Inhaled iloprost in eight heart transplant recipients presenting with post-bypass acute right ventricular dysfunction

Background: During heart transplantation, weaning from cardiopulmonary bypass may be particularly laborious as a result of superimposed acute right ventricular dysfunction in the setting of pre‐existing pulmonary hypertension. Research in recent years has focused on inhaled vasodilatory treatment modalities which selectively target the pulmonary circulation. Methods: We present a series of eight patients in whom inhaled iloprost, a synthetic prostacyclin analog, was used to treat pulmonary hypertension and right ventricular dysfunction detected by transesophageal echocardiography during a heart transplant procedure. In addition to conventional inotropic support, 20 μg of inhaled iloprost was administered via nebulized aerosol for a 20‐min period. Complete sets of hemodynamic measurements were obtained before inhalation and during and after cessation of the inhalation period.

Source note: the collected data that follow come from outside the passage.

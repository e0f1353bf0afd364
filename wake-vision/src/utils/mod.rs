//! Stream adapters and value types shared by the pipeline stages.

mod prefetch;
mod ratio;
mod shuffle;

pub use prefetch::*;
pub use ratio::*;
pub use shuffle::*;

use crate::common::*;

/// Stream combinators used by the curation pipeline.
pub trait StreamUtilsExt
where
    Self: Stream + Sized,
{
    /// Emit elements in random order from a reservoir of `capacity` elements.
    fn shuffle_buffer<T>(self, capacity: usize, rng: StdRng) -> ShuffleBuffer<Self, T>
    where
        Self: Stream<Item = Result<T>> + Unpin,
    {
        ShuffleBuffer::new(self, capacity, rng)
    }

    /// Pull elements ahead of the consumer into a bounded buffer.
    fn prefetch(self, buf_size: usize) -> Prefetch<Self::Item>
    where
        Self: 'static + Send,
        Self::Item: 'static + Send,
    {
        Prefetch::new(self, buf_size)
    }
}

impl<S> StreamUtilsExt for S where S: Stream {}
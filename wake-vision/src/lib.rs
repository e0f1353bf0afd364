//! Curation of the Wake Vision person/non-person dataset.
//!
//! Raw detection records are labeled from their annotations, balanced
//! between the person and non-person classes, then preprocessed into
//! batches for training and evaluation.

mod common;

pub mod balance;
pub mod config;
pub mod dataset;
pub mod error;
pub mod labeling;
pub mod pipeline;
pub mod processor;
pub mod subsets;
pub mod utils;

pub use config::Config;
pub use error::CurationError;
pub use pipeline::{BatchStream, Splits, WakeVision};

Results: Inhaled iloprost decreased the transpulmonary gradient at the end of the inhalation period relative to baseline (8.2 ± 1.6 mmHg vs. 11.2 ± 0.9 mmHg, P < 0.05). The mean pulmonary artery pressure to systemic artery pressure ratio decreased over this period (0.24 ± 0.07 vs. 0.44 ± 0.09, P < 0.05). A statistically significant decrease in the pulmonary vascular resistance to systemic vascular resistance ratio was also observed (0.10 ± 0.02 vs. 0.19 ± 0.02, P < 0.05). Improved indices of right ventricular function were observed in echocardiographic monitoring. Conclusion: During heart transplantation procedures, episodes of pulmonary hypertension can be successfully treated with inhaled iloprost administration, without untoward side‐effects or significant systemic impact.